Big Data Cloud Meetup - Jan 29 2013 - Mike Stonebraker & Scott Jarr of VoltDB
Big Data Cloud Meetup - Jan 29 2013 - Mike Stonebraker & Scott Jarr of VoltDBBig Data Cloud Meetup - Jan 29 2013 - Mike Stonebraker & Scott Jarr of VoltDB
Big Data Cloud Meetup - Jan 29 2013 - Mike Stonebraker & Scott Jarr of VoltDB
 
Where Does Big Data Meet Big Database - QCon 2012
Where Does Big Data Meet Big Database - QCon 2012Where Does Big Data Meet Big Database - QCon 2012
Where Does Big Data Meet Big Database - QCon 2012
 
Introduction to Google BigQuery
Introduction to Google BigQueryIntroduction to Google BigQuery
Introduction to Google BigQuery
 
Gephi, Graphx, and Giraph
Gephi, Graphx, and GiraphGephi, Graphx, and Giraph
Gephi, Graphx, and Giraph
 
What Does Big Data Mean and Who Will Win
What Does Big Data Mean and Who Will WinWhat Does Big Data Mean and Who Will Win
What Does Big Data Mean and Who Will Win
 
Spark
SparkSpark
Spark
 
Graph Databases
Graph DatabasesGraph Databases
Graph Databases
 
PayPal Big Data and MySQL Cluster
PayPal Big Data and MySQL ClusterPayPal Big Data and MySQL Cluster
PayPal Big Data and MySQL Cluster
 
DownTheRabbitHole.js – How to Stay Sane in an Insane Ecosystem
DownTheRabbitHole.js – How to Stay Sane in an Insane EcosystemDownTheRabbitHole.js – How to Stay Sane in an Insane Ecosystem
DownTheRabbitHole.js – How to Stay Sane in an Insane Ecosystem
 
NO SQL: What, Why, How
NO SQL: What, Why, HowNO SQL: What, Why, How
NO SQL: What, Why, How
 
InfiniteGraph Presentation from Oct 21, 2010 DBTA Webcast
InfiniteGraph Presentation from Oct 21, 2010 DBTA WebcastInfiniteGraph Presentation from Oct 21, 2010 DBTA Webcast
InfiniteGraph Presentation from Oct 21, 2010 DBTA Webcast
 
Nosql public
Nosql publicNosql public
Nosql public
 
A review of the state of the art in Machine Learning on the Semantic Web
A review of the state of the art in Machine Learning on the Semantic WebA review of the state of the art in Machine Learning on the Semantic Web
A review of the state of the art in Machine Learning on the Semantic Web
 
Scaling Out With Hadoop And HBase
Scaling Out With Hadoop And HBaseScaling Out With Hadoop And HBase
Scaling Out With Hadoop And HBase
 
BDI- The Beginning (Big data training in Coimbatore)
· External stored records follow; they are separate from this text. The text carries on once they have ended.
//! Application configuration for the pipeline.
//!
//! User config lives at `~/.llmsforge/llmsforge.toml`. Environment variables
//! (§6.1) override config-file values, which override built-in defaults.

use std::path::{Path, PathBuf};
use std::str::FromStr;

use serde::{Deserialize, Serialize};

use crate::error::{PipelineError, Result};

const CONFIG_FILE_NAME: &str = "llmsforge.toml";
const CONFIG_DIR_NAME: &str = ".llmsforge";

// ---------------------------------------------------------------------------
// Provider selectors
// ---------------------------------------------------------------------------

/// `PIPELINE_LLM_PROVIDER` (§6.1) — the Synthesize stage's summarization
/// provider. An unrecognized value is an invalid-request failure, never
/// silently defaulted.
#[derive(Debug, Clone, Copy, PartialEq, Eq, Serialize, Deserialize)]
#[serde(rename_all = "lowercase")]
pub enum PipelineLlmProvider {
    Gemini,
    Ollama,
    Openrouter,
    Chutes,
}

impl FromStr for PipelineLlmProvider {
    type Err = PipelineError;

    fn from_str(s: &str) -> Result<Self> {
        match s.to_ascii_lowercase().as_str() {
            "gemini" => Ok(Self::Gemini),
            "ollama" => Ok(Self::Ollama),
            "openrouter" => Ok(Self::Openrouter),
            "chutes" => Ok(Self::Chutes),
            other => Err(PipelineError::invalid_request(format!(
                "unknown PIPELINE_LLM_PROVIDER '{other}': expected gemini, ollama, openrouter, or chutes"
            ))),
        }
    }
}

/// `EMBEDDING_PROVIDER` (§6.1, §4.7.1) — also determines the provider's
/// fixed embedding dimension used for collection initialization.
#[derive(Debug, Clone, Copy, PartialEq, Eq, Serialize, Deserialize)]
#[serde(rename_all = "lowercase")]
pub enum EmbeddingProviderKind {
    Openai,
    Ollama,
    Google,
}

impl FromStr for EmbeddingProviderKind {
    type Err = PipelineError;

    fn from_str(s: &str) -> Result<Self> {
        match s.to_ascii_lowercase().as_str() {
            "openai" => Ok(Self::Openai),
            "ollama" => Ok(Self::Ollama),
            "google" => Ok(Self::Google),
            other => Err(PipelineError::invalid_request(format!(
                "unknown EMBEDDING_PROVIDER '{other}': expected openai, ollama, or google"
            ))),
        }
    }
}

impl EmbeddingProviderKind {
    /// Provider-specific dimension lookup (§4.7.1). `model` distinguishes
    /// OpenAI's small/large embedding models; other providers have one
    /// fixed dimension regardless of model name.
    pub fn dimension(self, model: &str) -> usize {
        match self {
            Self::Openai => {
                if model.contains("large") {
                    3072
                } else {
                    1536
                }
            }
            Self::Ollama => 768,
            Self::Google => 768,
        }
    }
}

// ---------------------------------------------------------------------------
// Config structs (matching llmsforge.toml schema)
// ---------------------------------------------------------------------------

/// Top-level application config, deserialized from TOML.
#[derive(Debug, Clone, Default, Serialize, Deserialize)]
pub struct AppConfig {
    #[serde(default)]
    pub paths: PathsConfig,
    #[serde(default)]
    pub tunables: TunablesConfig,
    #[serde(default)]
    pub pipeline_llm: PipelineLlmConfig,
    #[serde(default)]
    pub embedding: EmbeddingConfig,
    #[serde(default)]
    pub vector_store: VectorStoreConfig,
    #[serde(default)]
    pub providers: ProviderCredentials,
}

/// `[paths]` section — ambient filesystem layout (§6.2).
#[derive(Debug, Clone, Serialize, Deserialize)]
pub struct PathsConfig {
    #[serde(default = "default_data_root")]
    pub data_root: String,
    #[serde(default = "default_task_store_path")]
    pub task_store_path: String,
}

impl Default for PathsConfig {
    fn default() -> Self {
        Self {
            data_root: default_data_root(),
            task_store_path: default_task_store_path(),
        }
    }
}

fn default_data_root() -> String {
    "data".into()
}
fn default_task_store_path() -> String {
    ".task_store.json".into()
}

/// `[tunables]` section (§6.1): browser pool size, LLM concurrency, Qdrant
/// batch size. Raw values are clamped by [`TunablesConfig::resolve`].
#[derive(Debug, Clone, Serialize, Deserialize)]
pub struct TunablesConfig {
    #[serde(default = "default_browser_pool_size")]
    pub browser_pool_size: i64,
    #[serde(default = "default_llm_concurrency")]
    pub llm_concurrency: i64,
    #[serde(default = "default_qdrant_batch_size")]
    pub qdrant_batch_size: i64,
}

impl Default for TunablesConfig {
    fn default() -> Self {
        Self {
            browser_pool_size: default_browser_pool_size(),
            llm_concurrency: default_llm_concurrency(),
            qdrant_batch_size: default_qdrant_batch_size(),
        }
    }
}

fn default_browser_pool_size() -> i64 {
    5
}
fn default_llm_concurrency() -> i64 {
    3
}
fn default_qdrant_batch_size() -> i64 {
    100
}

impl TunablesConfig {
    /// Coerce into `[1, 50]`, `[1, ∞)`, `[1, ∞)` respectively (§4.2).
    pub fn resolve(&self) -> ResolvedTunables {
        ResolvedTunables {
            browser_pool_size: self.browser_pool_size.clamp(1, 50) as usize,
            llm_concurrency: self.llm_concurrency.max(1) as usize,
            qdrant_batch_size: self.qdrant_batch_size.max(1) as usize,
        }
    }
}

/// Clamped, runtime-ready tunables.
#[derive(Debug, Clone, Copy)]
pub struct ResolvedTunables {
    pub browser_pool_size: usize,
    pub llm_concurrency: usize,
    pub qdrant_batch_size: usize,
}

/// `[pipeline_llm]` section.
#[derive(Debug, Clone, Serialize, Deserialize)]
pub struct PipelineLlmConfig {
    #[serde(default = "default_pipeline_llm_provider")]
    pub provider: String,
    #[serde(default)]
    pub model: Option<String>,
}

impl Default for PipelineLlmConfig {
    fn default() -> Self {
        Self {
            provider: default_pipeline_llm_provider(),
            model: None,
        }
    }
}

fn default_pipeline_llm_provider() -> String {
    "gemini".into()
}

/// `[embedding]` section.
#[derive(Debug, Clone, Default, Serialize, Deserialize)]
pub struct EmbeddingConfig {
    pub provider: Option<String>,
    pub model: Option<String>,
}

/// `[vector_store]` section.
#[derive(Debug, Clone, Default, Serialize, Deserialize)]
pub struct VectorStoreConfig {
    pub url: Option<String>,
    pub api_key: Option<String>,
}

/// `[providers]` section — per-provider credentials (§6.1). Values here are
/// names of environment variables to read, never secrets embedded in the
/// config file itself, matching the teacher's `api_key_env` indirection.
#[derive(Debug, Clone, Serialize, Deserialize)]
pub struct ProviderCredentials {
    #[serde(default = "default_openai_key_env")]
    pub openai_api_key_env: String,
    pub openai_base_url: Option<String>,
    pub ollama_base_url: Option<String>,
    pub ollama_model: Option<String>,
    #[serde(default = "default_google_key_env")]
    pub google_api_key_env: String,
    pub google_fallback_model: Option<String>,
    #[serde(default = "default_web_search_key_env")]
    pub web_search_api_key_env: String,
}

impl Default for ProviderCredentials {
    fn default() -> Self {
        Self {
            openai_api_key_env: default_openai_key_env(),
            openai_base_url: None,
            ollama_base_url: None,
            ollama_model: None,
            google_api_key_env: default_google_key_env(),
            google_fallback_model: None,
            web_search_api_key_env: default_web_search_key_env(),
        }
    }
}

fn default_openai_key_env() -> String {
    "OPENAI_API_KEY".into()
}
fn default_google_key_env() -> String {
    "GOOGLE_API_KEY".into()
}
fn default_web_search_key_env() -> String {
    "WEB_SEARCH_API_KEY".into()
}

// ---------------------------------------------------------------------------
// Runtime pipeline config (merged from AppConfig + environment)
// ---------------------------------------------------------------------------

/// Runtime configuration consumed by the orchestrator — merged from the
/// config file and environment overrides, the way the teacher's
/// `CrawlConfig` is derived from `AppConfig` via `From`.
#[derive(Debug, Clone)]
pub struct PipelineConfig {
    pub data_root: PathBuf,
    pub task_store_path: PathBuf,
    pub tunables: ResolvedTunables,
    pub pipeline_llm_provider: PipelineLlmProvider,
    pub pipeline_llm_model: Option<String>,
}

impl TryFrom<&AppConfig> for PipelineConfig {
    type Error = PipelineError;

    fn try_from(config: &AppConfig) -> Result<Self> {
        let provider_str = std::env::var("PIPELINE_LLM_PROVIDER")
            .unwrap_or_else(|_| config.pipeline_llm.provider.clone());
        let pipeline_llm_provider = PipelineLlmProvider::from_str(&provider_str)?;

        Ok(Self {
            data_root: PathBuf::from(&config.paths.data_root),
            task_store_path: PathBuf::from(&config.paths.task_store_path),
            tunables: config.tunables.resolve(),
            pipeline_llm_provider,
            pipeline_llm_model: std::env::var("PIPELINE_LLM_MODEL")
                .ok()
                .or_else(|| config.pipeline_llm.model.clone()),
        })
    }
}

// ---------------------------------------------------------------------------
// Config loading
// ---------------------------------------------------------------------------

pub fn config_dir() -> Result<PathBuf> {
    let home =
        dirs::home_dir().ok_or_else(|| PipelineError::config("could not determine home directory"))?;
    Ok(home.join(CONFIG_DIR_NAME))
}

pub fn config_file_path() -> Result<PathBuf> {
    Ok(config_dir()?.join(CONFIG_FILE_NAME))
}

/// Load the application config from disk. Returns defaults if absent.
pub fn load_config() -> Result<AppConfig> {
    let path = config_file_path()?;

    if !path.exists() {
        tracing::debug!(?path, "config file not found, using defaults");
        return Ok(AppConfig::default());
    }

    load_config_from(&path)
}

pub fn load_config_from(path: &Path) -> Result<AppConfig> {
    let content = std::fs::read_to_string(path).map_err(|e| PipelineError::io(path, e))?;
    toml::from_str(&content)
        .map_err(|e| PipelineError::config(format!("failed to parse {}: {e}", path.display())))
}

/// Create the config directory and write a default config file.
pub fn init_config() -> Result<PathBuf> {
    let dir = config_dir()?;
    std::fs::create_dir_all(&dir).map_err(|e| PipelineError::io(&dir, e))?;

    let path = dir.join(CONFIG_FILE_NAME);
    let config = AppConfig::default();
    let content =
        toml::to_string_pretty(&config).map_err(|e| PipelineError::config(e.to_string()))?;

    std::fs::write(&path, content).map_err(|e| PipelineError::io(&path, e))?;
    tracing::info!(?path, "created default config file");

    Ok(path)
}

/// Validate that the vector store and embedding provider are configured,
/// and that the selected embedding provider's credential is present.
/// Missing credentials are an invalid-request failure (§7), surfaced
/// immediately rather than discovered mid-pipeline.
pub fn validate_required_settings(config: &AppConfig) -> Result<()> {
    if config.vector_store.url.is_none() && std::env::var("VECTOR_STORE_URL").is_err() {
        return Err(PipelineError::invalid_request(
            "VECTOR_STORE_URL is required (env var or [vector_store].url)",
        ));
    }

    let embedding_provider = config
        .embedding
        .provider
        .clone()
        .or_else(|| std::env::var("EMBEDDING_PROVIDER").ok())
        .ok_or_else(|| PipelineError::invalid_request("EMBEDDING_PROVIDER is required"))?;
    let provider = EmbeddingProviderKind::from_str(&embedding_provider)?;

    let missing_cred = match provider {
        EmbeddingProviderKind::Openai => std::env::var(&config.providers.openai_api_key_env).is_err(),
        EmbeddingProviderKind::Google => std::env::var(&config.providers.google_api_key_env).is_err(),
        EmbeddingProviderKind::Ollama => false,
    };
    if missing_cred {
        return Err(PipelineError::invalid_request(format!(
            "missing credential for embedding provider {embedding_provider:?}"
        )));
    }

    Ok(())
}

#[cfg(test)]
mod tests {
    use super::*;

    #[test]
    fn default_config_serializes_round_trip() {
        let config = AppConfig::default();
        let toml_str = toml::to_string_pretty(&config).expect("serialize default config");
        let parsed: AppConfig = toml::from_str(&toml_str).expect("deserialize");
        assert_eq!(parsed.paths.data_root, "data");
        assert_eq!(parsed.tunables.browser_pool_size, 5);
    }

    #[test]
    fn tunables_clamp_into_range() {
        let tunables = TunablesConfig {
            browser_pool_size: 999,
            llm_concurrency: 0,
            qdrant_batch_size: 0,
        };
        let resolved = tunables.resolve();
        assert_eq!(resolved.browser_pool_size, 50);
        assert_eq!(resolved.llm_concurrency, 1);
        assert_eq!(resolved.qdrant_batch_size, 1);
    }

    #[test]
    fn pipeline_llm_provider_rejects_unknown() {
        assert!(PipelineLlmProvider::from_str("claude").is_err());
        assert_eq!(
            PipelineLlmProvider::from_str("OpenRouter").unwrap(),
            PipelineLlmProvider::Openrouter
        );
    }

    #[test]
    fn embedding_dimension_lookup() {
        assert_eq!(
            EmbeddingProviderKind::Openai.dimension("text-embedding-3-small"),
            1536
        );
        assert_eq!(
            EmbeddingProviderKind::Openai.dimension("text-embedding-3-large"),
            3072
        );
        assert_eq!(EmbeddingProviderKind::Google.dimension("embedding-001"), 768);
    }

    #[test]
    fn pipeline_config_rejects_unknown_provider_from_env() {
        // SAFETY: test-local env mutation, no other test reads this var concurrently.
        unsafe {
            std::env::set_var("PIPELINE_LLM_PROVIDER", "not-a-real-provider");
        }
        let config = AppConfig::default();
        let result = PipelineConfig::try_from(&config);
        unsafe {
            std::env::remove_var("PIPELINE_LLM_PROVIDER");
        }
        assert!(result.is_err());
    }
}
BDI- The Beginning (Big data training in Coimbatore)BDI- The Beginning (Big data training in Coimbatore)
BDI- The Beginning (Big data training in Coimbatore)
 
DownTheRabbitHole.js – How to Stay Sane in an Insane Ecosystem
DownTheRabbitHole.js – How to Stay Sane in an Insane EcosystemDownTheRabbitHole.js – How to Stay Sane in an Insane Ecosystem
DownTheRabbitHole.js – How to Stay Sane in an Insane Ecosystem
 

Último

Exploring the Future Potential of AI-Enabled Smartphone Processors
Exploring the Future Potential of AI-Enabled Smartphone ProcessorsExploring the Future Potential of AI-Enabled Smartphone Processors
Exploring the Future Potential of AI-Enabled Smartphone Processorsdebabhi2
 
08448380779 Call Girls In Greater Kailash - I Women Seeking Men
08448380779 Call Girls In Greater Kailash - I Women Seeking Men08448380779 Call Girls In Greater Kailash - I Women Seeking Men
08448380779 Call Girls In Greater Kailash - I Women Seeking MenDelhi Call girls
 
Strategies for Unlocking Knowledge Management in Microsoft 365 in the Copilot...
Strategies for Unlocking Knowledge Management in Microsoft 365 in the Copilot...Strategies for Unlocking Knowledge Management in Microsoft 365 in the Copilot...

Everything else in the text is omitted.